**DATA FOR ANALYSIS**
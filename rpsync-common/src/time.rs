//! Timestamp utilities
//!
//! Play timestamps are kept as `DateTime<Utc>` in memory and as fixed-width
//! UTC text in SQLite so that `MAX(played_at)` orders chronologically.

use chrono::{DateTime, NaiveDateTime, TimeZone, Utc};

use crate::{Error, Result};

/// Text layout of `played_at` in the database (millisecond precision)
pub const STORAGE_FORMAT: &str = "%Y-%m-%d %H:%M:%S%.3f";

/// Get current UTC timestamp
pub fn now() -> DateTime<Utc> {
    Utc::now()
}

/// Milliseconds since the Unix epoch, the cursor unit of the history endpoint
pub fn to_epoch_millis(timestamp: DateTime<Utc>) -> i64 {
    timestamp.timestamp_millis()
}

/// Render a timestamp in the storage layout
pub fn format_for_storage(timestamp: DateTime<Utc>) -> String {
    timestamp.format(STORAGE_FORMAT).to_string()
}

/// Parse a timestamp previously written with [`format_for_storage`]
///
/// Rows written by other tools without fractional seconds are accepted too.
pub fn parse_from_storage(value: &str) -> Result<DateTime<Utc>> {
    let naive = NaiveDateTime::parse_from_str(value, "%Y-%m-%d %H:%M:%S%.f")
        .or_else(|_| NaiveDateTime::parse_from_str(value, "%Y-%m-%d %H:%M:%S"))
        .map_err(|e| Error::InvalidInput(format!("stored timestamp '{}': {}", value, e)))?;

    Ok(Utc.from_utc_datetime(&naive))
}
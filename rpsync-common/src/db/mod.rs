//! Database models, table definitions and initialization

pub mod init;
pub mod models;
pub mod schema;
pub mod tables;

pub use init::*;
pub use models::*;
pub use schema::*;
pub use tables::*;
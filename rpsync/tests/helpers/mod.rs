//! Shared fixtures for rpsync integration tests

#![allow(dead_code)]

use chrono::{DateTime, TimeZone, Utc};
use rpsync::db::Storage;
use rpsync_common::db::{play_events_table, PlayEvent};
use serde_json::{json, Value};
use std::path::Path;
use tempfile::TempDir;

/// Storage on a fresh database file; keep the TempDir alive for the test
pub async fn temp_storage(deduplicate: bool) -> (TempDir, Storage) {
    let dir = TempDir::new().unwrap();
    let storage = Storage::open(&dir.path().join("history.db"), play_events_table(deduplicate))
        .await
        .unwrap();
    storage.ensure_schema().await.unwrap();
    (dir, storage)
}

pub fn utc(y: i32, mo: u32, d: u32, h: u32, mi: u32, s: u32) -> DateTime<Utc> {
    Utc.with_ymd_and_hms(y, mo, d, h, mi, s).unwrap()
}

pub fn play(name: &str, played_at: DateTime<Utc>) -> PlayEvent {
    PlayEvent::new(name, format!("{} Artist", name), format!("{} Album", name), played_at)
}

/// One history item as the Web API returns it
pub fn history_item(name: &str, played_at: &str) -> Value {
    json!({
        "track": {
            "name": name,
            "album": {
                "name": format!("{} Album", name),
                "artists": [{ "name": format!("{} Artist", name) }]
            }
        },
        "played_at": played_at,
        "context": null
    })
}

/// Make SQLite abort any insert of a row whose song is named "Poison"
pub async fn install_reject_trigger(dir: &Path) {
    let pool = rpsync_common::db::open_database(&dir.join("history.db"))
        .await
        .unwrap();
    sqlx::query(
        "CREATE TRIGGER reject_poison BEFORE INSERT ON recently_played_songs \
         WHEN NEW.song_name = 'Poison' BEGIN SELECT RAISE(ABORT, 'poison row'); END",
    )
    .execute(&pool)
    .await
    .unwrap();
    pool.close().await;
}
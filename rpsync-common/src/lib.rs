//! # rpsync common library
//!
//! Shared code for the recently-played sync job:
//! - Error type and result alias
//! - Configuration loading and root folder resolution
//! - Declarative table definitions and schema creation
//! - The `PlayEvent` model
//! - Timestamp helpers

pub mod config;
pub mod db;
pub mod error;
pub mod time;

pub use error::{Error, Result};
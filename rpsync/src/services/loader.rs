//! Transform raw history records into play events and load them
//!
//! All records are mapped first; storage is touched only when every record
//! parsed, and then exactly once, in a single transaction.

use crate::db::Storage;
use crate::error::{SyncError, SyncResult};
use chrono::{DateTime, NaiveDateTime, TimeZone, Utc};
use rpsync_common::db::PlayEvent;
use serde::Deserialize;
use serde_json::Value;
use tracing::{debug, info};

/// Timestamp layout of `played_at` in history responses (always UTC)
const PLAYED_AT_FORMAT: &str = "%Y-%m-%dT%H:%M:%S%.fZ";

#[derive(Debug, Deserialize)]
struct RawPlay {
    track: RawTrack,
    played_at: String,
}

#[derive(Debug, Deserialize)]
struct RawTrack {
    name: String,
    album: RawAlbum,
}

#[derive(Debug, Deserialize)]
struct RawAlbum {
    name: String,
    artists: Vec<RawArtist>,
}

#[derive(Debug, Deserialize)]
struct RawArtist {
    name: String,
}

/// Parse a `played_at` value such as `2024-03-01T12:00:00.000Z`
///
/// Fractional seconds and the `Z` suffix are required.
pub fn parse_played_at(value: &str) -> SyncResult<DateTime<Utc>> {
    let has_fraction = value
        .split_once('T')
        .map(|(_, time)| time.contains('.'))
        .unwrap_or(false);

    if !has_fraction || !value.ends_with('Z') {
        return Err(SyncError::Parse(format!(
            "played_at '{}' is not YYYY-MM-DDTHH:MM:SS.fffZ",
            value
        )));
    }

    let naive = NaiveDateTime::parse_from_str(value, PLAYED_AT_FORMAT)
        .map_err(|e| SyncError::Parse(format!("played_at '{}': {}", value, e)))?;

    Ok(Utc.from_utc_datetime(&naive))
}

fn transform_one(index: usize, record: &Value) -> SyncResult<PlayEvent> {
    let raw: RawPlay = serde_json::from_value(record.clone())
        .map_err(|e| SyncError::Parse(format!("record {}: {}", index, e)))?;

    let artist = raw
        .track
        .album
        .artists
        .into_iter()
        .next()
        .ok_or_else(|| SyncError::Parse(format!("record {}: album has no artists", index)))?;

    let played_at = parse_played_at(&raw.played_at)?;

    Ok(PlayEvent::new(
        raw.track.name,
        artist.name,
        raw.track.album.name,
        played_at,
    ))
}

/// Map raw records to play events, failing on the first bad record
pub fn transform(records: &[Value]) -> SyncResult<Vec<PlayEvent>> {
    records
        .iter()
        .enumerate()
        .map(|(index, record)| transform_one(index, record))
        .collect()
}

/// Transform and insert as one batch; returns the committed row count
pub async fn load(storage: &Storage, records: &[Value]) -> SyncResult<u64> {
    let rows = transform(records)?;
    debug!(rows = rows.len(), "Transformed history records");

    let inserted = storage.insert_batch(&rows).await?;

    info!(inserted, "Loaded play events");
    Ok(inserted)
}
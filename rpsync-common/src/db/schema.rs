//! Declarative table definitions
//!
//! A [`TableDefinition`] is a plain value describing one table: its columns
//! and indexes. The storage layer receives it at construction and uses it to
//! create the table and its indexes when they are absent.
//!
//! # Usage
//!
//! ```rust,ignore
//! let table = TableDefinition::new("notes")
//!     .column(ColumnDefinition::new("id", "INTEGER").primary_key().autoincrement())
//!     .column(ColumnDefinition::new("body", "TEXT").not_null())
//!     .index(IndexDefinition::new("idx_notes_body", &["body"]));
//!
//! ensure_table(&mut conn, &table).await?;
//! ```

use crate::Result;
use sqlx::SqliteConnection;
use tracing::{debug, info};

/// Column definition with SQL constraints
#[derive(Debug, Clone, PartialEq)]
pub struct ColumnDefinition {
    /// Column name
    pub name: String,
    /// SQL type (e.g., "TEXT", "INTEGER", "TIMESTAMP")
    pub sql_type: String,
    /// NOT NULL constraint
    pub not_null: bool,
    /// PRIMARY KEY constraint
    pub primary_key: bool,
    /// AUTOINCREMENT (only meaningful on an INTEGER PRIMARY KEY)
    pub autoincrement: bool,
}

impl ColumnDefinition {
    /// Create new column definition
    pub fn new(name: impl Into<String>, sql_type: impl Into<String>) -> Self {
        Self {
            name: name.into(),
            sql_type: sql_type.into(),
            not_null: false,
            primary_key: false,
            autoincrement: false,
        }
    }

    /// Mark column as PRIMARY KEY
    pub fn primary_key(mut self) -> Self {
        self.primary_key = true;
        self
    }

    /// Mark column as AUTOINCREMENT
    pub fn autoincrement(mut self) -> Self {
        self.autoincrement = true;
        self
    }

    /// Mark column as NOT NULL
    pub fn not_null(mut self) -> Self {
        self.not_null = true;
        self
    }

    fn to_sql(&self) -> String {
        let mut sql = format!("{} {}", self.name, self.sql_type);
        if self.primary_key {
            sql.push_str(" PRIMARY KEY");
            if self.autoincrement {
                sql.push_str(" AUTOINCREMENT");
            }
        }
        if self.not_null {
            sql.push_str(" NOT NULL");
        }
        sql
    }
}

/// Secondary index on a table
#[derive(Debug, Clone, PartialEq)]
pub struct IndexDefinition {
    pub name: String,
    pub columns: Vec<String>,
    pub unique: bool,
}

impl IndexDefinition {
    pub fn new(name: impl Into<String>, columns: &[&str]) -> Self {
        Self {
            name: name.into(),
            columns: columns.iter().map(|c| c.to_string()).collect(),
            unique: false,
        }
    }

    /// Mark index as UNIQUE
    pub fn unique(mut self) -> Self {
        self.unique = true;
        self
    }
}

/// Expected schema of one table
#[derive(Debug, Clone, PartialEq)]
pub struct TableDefinition {
    pub name: String,
    pub columns: Vec<ColumnDefinition>,
    pub indexes: Vec<IndexDefinition>,
}

impl TableDefinition {
    pub fn new(name: impl Into<String>) -> Self {
        Self {
            name: name.into(),
            columns: Vec::new(),
            indexes: Vec::new(),
        }
    }

    /// Append a column (order matters for table creation)
    pub fn column(mut self, column: ColumnDefinition) -> Self {
        self.columns.push(column);
        self
    }

    pub fn index(mut self, index: IndexDefinition) -> Self {
        self.indexes.push(index);
        self
    }

    /// `CREATE TABLE IF NOT EXISTS` statement for this table
    pub fn create_table_sql(&self) -> String {
        let columns: Vec<String> = self.columns.iter().map(ColumnDefinition::to_sql).collect();
        format!(
            "CREATE TABLE IF NOT EXISTS {} (\n    {}\n)",
            self.name,
            columns.join(",\n    ")
        )
    }

    /// `CREATE [UNIQUE] INDEX IF NOT EXISTS` statements
    pub fn create_index_sql(&self) -> Vec<String> {
        self.indexes
            .iter()
            .map(|index| {
                format!(
                    "CREATE {}INDEX IF NOT EXISTS {} ON {} ({})",
                    if index.unique { "UNIQUE " } else { "" },
                    index.name,
                    self.name,
                    index.columns.join(", ")
                )
            })
            .collect()
    }
}

/// Read the live schema
pub struct SchemaIntrospector;

impl SchemaIntrospector {
    /// Count tables with this name (0 or 1)
    pub async fn table_count(conn: &mut SqliteConnection, table_name: &str) -> Result<i64> {
        let count: i64 = sqlx::query_scalar(
            "SELECT COUNT(*) FROM sqlite_master WHERE type = 'table' AND name = ?",
        )
        .bind(table_name)
        .fetch_one(&mut *conn)
        .await?;

        Ok(count)
    }

    /// True if the table as stored carries a UNIQUE index or constraint
    ///
    /// Reads `pragma_index_list`, so an index left behind by an earlier
    /// definition still counts.
    pub async fn has_unique_index(
        conn: &mut SqliteConnection,
        table_name: &str,
    ) -> sqlx::Result<bool> {
        let count: i64 = sqlx::query_scalar(
            "SELECT COUNT(*) FROM pragma_index_list(?) WHERE \"unique\" = 1 AND origin != 'pk'",
        )
        .bind(table_name)
        .fetch_one(&mut *conn)
        .await?;

        Ok(count > 0)
    }
}

/// Create the table and its indexes if absent
///
/// Idempotent. An existing table is left as it is.
pub async fn ensure_table(conn: &mut SqliteConnection, table: &TableDefinition) -> Result<()> {
    let created = SchemaIntrospector::table_count(conn, &table.name).await? == 0;

    sqlx::query(&table.create_table_sql())
        .execute(&mut *conn)
        .await?;

    for statement in table.create_index_sql() {
        sqlx::query(&statement).execute(&mut *conn).await?;
    }

    if created {
        info!(table = %table.name, "Created table");
    } else {
        debug!(table = %table.name, "Table already present");
    }

    Ok(())
}

#[cfg(test)]
mod tests {
    use super::*;
    use sqlx::Connection;

    fn notes_table() -> TableDefinition {
        TableDefinition::new("notes")
            .column(ColumnDefinition::new("id", "INTEGER").primary_key().autoincrement())
            .column(ColumnDefinition::new("body", "TEXT").not_null())
            .index(IndexDefinition::new("idx_notes_body", &["body"]))
    }

    async fn memory_conn() -> SqliteConnection {
        SqliteConnection::connect("sqlite::memory:").await.unwrap()
    }

    #[test]
    fn test_create_table_sql() {
        let sql = notes_table().create_table_sql();
        assert!(sql.starts_with("CREATE TABLE IF NOT EXISTS notes"));
        assert!(sql.contains("id INTEGER PRIMARY KEY AUTOINCREMENT"));
        assert!(sql.contains("body TEXT NOT NULL"));
    }

    #[test]
    fn test_create_index_sql() {
        let table = notes_table().index(IndexDefinition::new("idx_notes_dedup", &["id", "body"]).unique());
        let statements = table.create_index_sql();
        assert_eq!(statements.len(), 2);
        assert_eq!(
            statements[0],
            "CREATE INDEX IF NOT EXISTS idx_notes_body ON notes (body)"
        );
        assert_eq!(
            statements[1],
            "CREATE UNIQUE INDEX IF NOT EXISTS idx_notes_dedup ON notes (id, body)"
        );
    }

    #[tokio::test]
    async fn test_ensure_table_twice_is_idempotent() {
        let mut conn = memory_conn().await;
        let table = notes_table();

        ensure_table(&mut conn, &table).await.unwrap();
        ensure_table(&mut conn, &table).await.unwrap();

        assert_eq!(SchemaIntrospector::table_count(&mut conn, "notes").await.unwrap(), 1);
    }

    #[tokio::test]
    async fn test_existing_table_is_not_altered() {
        let mut conn = memory_conn().await;
        sqlx::query("CREATE TABLE notes (id INTEGER PRIMARY KEY AUTOINCREMENT, body TEXT NOT NULL, extra TEXT)")
            .execute(&mut conn)
            .await
            .unwrap();

        ensure_table(&mut conn, &notes_table()).await.unwrap();

        let columns: i64 = sqlx::query_scalar("SELECT COUNT(*) FROM pragma_table_info('notes')")
            .fetch_one(&mut conn)
            .await
            .unwrap();
        assert_eq!(columns, 3);
    }

    #[tokio::test]
    async fn test_has_unique_index_reads_live_table() {
        let mut conn = memory_conn().await;
        ensure_table(&mut conn, &notes_table()).await.unwrap();
        assert!(!SchemaIntrospector::has_unique_index(&mut conn, "notes").await.unwrap());

        let with_unique =
            notes_table().index(IndexDefinition::new("idx_notes_dedup", &["body"]).unique());
        ensure_table(&mut conn, &with_unique).await.unwrap();
        assert!(SchemaIntrospector::has_unique_index(&mut conn, "notes").await.unwrap());

        // The plain definition no longer mentions the index; the table still has it
        ensure_table(&mut conn, &notes_table()).await.unwrap();
        assert!(SchemaIntrospector::has_unique_index(&mut conn, "notes").await.unwrap());
    }
}
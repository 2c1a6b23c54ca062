//! Sync stages
//!
//! Leaves first: token refresh and history fetch talk to Spotify, the
//! watermark and loader talk to storage.

pub mod history_client;
pub mod loader;
pub mod token_refresher;
pub mod watermark;

pub use history_client::{HistoryClient, PAGE_LIMIT};
pub use loader::{load, parse_played_at, transform};
pub use token_refresher::{basic_credential, AccessToken, TokenRefresher};
pub use watermark::{initial_watermark_millis, latest_watermark};
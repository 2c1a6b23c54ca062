//! Recently-played history fetch
//!
//! One request per run: up to [`PAGE_LIMIT`] plays after the watermark. The
//! records come back as raw JSON; mapping them to rows is the loader's job.

use crate::error::{SyncError, SyncResult};
use crate::services::token_refresher::{AccessToken, REQUEST_TIMEOUT, USER_AGENT};
use reqwest::StatusCode;
use rpsync_common::config::FetchErrorPolicy;
use serde::Deserialize;
use serde_json::Value;
use tracing::{debug, info, warn};

/// Page size requested from the history endpoint (the API maximum)
pub const PAGE_LIMIT: usize = 50;

/// Body of a recently-played response; only `items` is used
#[derive(Debug, Deserialize)]
struct RecentlyPlayedPage {
    items: Vec<Value>,
}

/// Client for `GET /me/player/recently-played`
pub struct HistoryClient {
    http_client: reqwest::Client,
    endpoint: String,
    error_policy: FetchErrorPolicy,
}

impl HistoryClient {
    /// `api_base_url` is the Web API root, e.g. `https://api.spotify.com/v1`
    pub fn new(api_base_url: &str, error_policy: FetchErrorPolicy) -> SyncResult<Self> {
        let http_client = reqwest::Client::builder()
            .user_agent(USER_AGENT)
            .timeout(REQUEST_TIMEOUT)
            .build()?;

        Ok(Self {
            http_client,
            endpoint: format!(
                "{}/me/player/recently-played",
                api_base_url.trim_end_matches('/')
            ),
            error_policy,
        })
    }

    pub fn endpoint(&self) -> &str {
        &self.endpoint
    }

    /// Fetch plays that started after `after_millis`
    ///
    /// An empty list means there was nothing new. A non-200 answer is a
    /// [`SyncError::Fetch`] unless the client was built with
    /// [`FetchErrorPolicy::TreatAsEmpty`].
    pub async fn fetch_since(
        &self,
        access_token: &AccessToken,
        after_millis: i64,
    ) -> SyncResult<Vec<Value>> {
        debug!(after = after_millis, "Querying recently played tracks");

        let response = self
            .http_client
            .get(&self.endpoint)
            .bearer_auth(access_token.as_str())
            .query(&[
                ("limit", PAGE_LIMIT.to_string()),
                ("after", after_millis.to_string()),
            ])
            .send()
            .await?;

        let status = response.status();
        if status != StatusCode::OK {
            let body = response.text().await.unwrap_or_default();
            return match self.error_policy {
                FetchErrorPolicy::Fail => Err(SyncError::Fetch {
                    status: status.as_u16(),
                    body,
                }),
                FetchErrorPolicy::TreatAsEmpty => {
                    warn!(
                        status = status.as_u16(),
                        "History request failed; continuing with no records"
                    );
                    Ok(Vec::new())
                }
            };
        }

        let page: RecentlyPlayedPage = response
            .json()
            .await
            .map_err(|e| SyncError::Parse(format!("recently played response: {}", e)))?;

        if page.items.len() >= PAGE_LIMIT {
            // Only one page is read per run
            warn!(
                count = page.items.len(),
                "History page is full; plays beyond this page were not fetched"
            );
        }

        info!(count = page.items.len(), "Fetched recently played tracks");

        Ok(page.items)
    }
}

#[cfg(test)]
mod tests {
    use super::*;
    use serde_json::json;
    use wiremock::matchers::{header, method, path, query_param};
    use wiremock::{Mock, MockServer, ResponseTemplate};

    #[test]
    fn test_endpoint_joins_base_url() {
        let client = HistoryClient::new("https://api.example.test/v1/", FetchErrorPolicy::Fail).unwrap();
        assert_eq!(
            client.endpoint(),
            "https://api.example.test/v1/me/player/recently-played"
        );
    }

    #[tokio::test]
    async fn test_fetch_sends_cursor_and_token() {
        let server = MockServer::start().await;
        Mock::given(method("GET"))
            .and(path("/v1/me/player/recently-played"))
            .and(query_param("limit", "50"))
            .and(query_param("after", "1704067200000"))
            .and(header("authorization", "Bearer access-123"))
            .respond_with(ResponseTemplate::new(200).set_body_json(json!({
                "items": [{"played_at": "2024-03-01T12:00:00.000Z"}],
                "next": null,
                "limit": 50
            })))
            .expect(1)
            .mount(&server)
            .await;

        let client = HistoryClient::new(&format!("{}/v1", server.uri()), FetchErrorPolicy::Fail).unwrap();
        let items = client
            .fetch_since(&AccessToken::new("access-123"), 1_704_067_200_000)
            .await
            .unwrap();

        assert_eq!(items.len(), 1);
        assert_eq!(items[0]["played_at"], "2024-03-01T12:00:00.000Z");
    }

    #[tokio::test]
    async fn test_empty_page_is_not_an_error() {
        let server = MockServer::start().await;
        Mock::given(method("GET"))
            .respond_with(ResponseTemplate::new(200).set_body_json(json!({ "items": [] })))
            .mount(&server)
            .await;

        let client = HistoryClient::new(&format!("{}/v1", server.uri()), FetchErrorPolicy::Fail).unwrap();
        let items = client.fetch_since(&AccessToken::new("t"), 0).await.unwrap();

        assert!(items.is_empty());
    }

    #[tokio::test]
    async fn test_non_200_fails_by_default() {
        let server = MockServer::start().await;
        Mock::given(method("GET"))
            .respond_with(ResponseTemplate::new(401).set_body_string("token expired"))
            .mount(&server)
            .await;

        let client = HistoryClient::new(&format!("{}/v1", server.uri()), FetchErrorPolicy::Fail).unwrap();
        let err = client.fetch_since(&AccessToken::new("t"), 0).await.unwrap_err();

        assert!(matches!(err, SyncError::Fetch { status: 401, .. }));
    }

    #[tokio::test]
    async fn test_non_200_empty_under_lenient_policy() {
        let server = MockServer::start().await;
        Mock::given(method("GET"))
            .respond_with(ResponseTemplate::new(503))
            .mount(&server)
            .await;

        let client =
            HistoryClient::new(&format!("{}/v1", server.uri()), FetchErrorPolicy::TreatAsEmpty).unwrap();
        let items = client.fetch_since(&AccessToken::new("t"), 0).await.unwrap();

        assert!(items.is_empty());
    }

    #[tokio::test]
    async fn test_body_without_items_is_parse_error() {
        let server = MockServer::start().await;
        Mock::given(method("GET"))
            .respond_with(ResponseTemplate::new(200).set_body_json(json!({ "error": "nope" })))
            .mount(&server)
            .await;

        let client = HistoryClient::new(&format!("{}/v1", server.uri()), FetchErrorPolicy::Fail).unwrap();
        let err = client.fetch_since(&AccessToken::new("t"), 0).await.unwrap_err();

        assert!(matches!(err, SyncError::Parse(_)));
    }
}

**WHAT IS BEING ASKED**
Search the entries above for the string "header", and report each line where it occurs.

**RESULT OF THIS EXERCISE**
    use wiremock::matchers::{header, method, path, query_param};
            .and(header("authorization", "Bearer access-123"))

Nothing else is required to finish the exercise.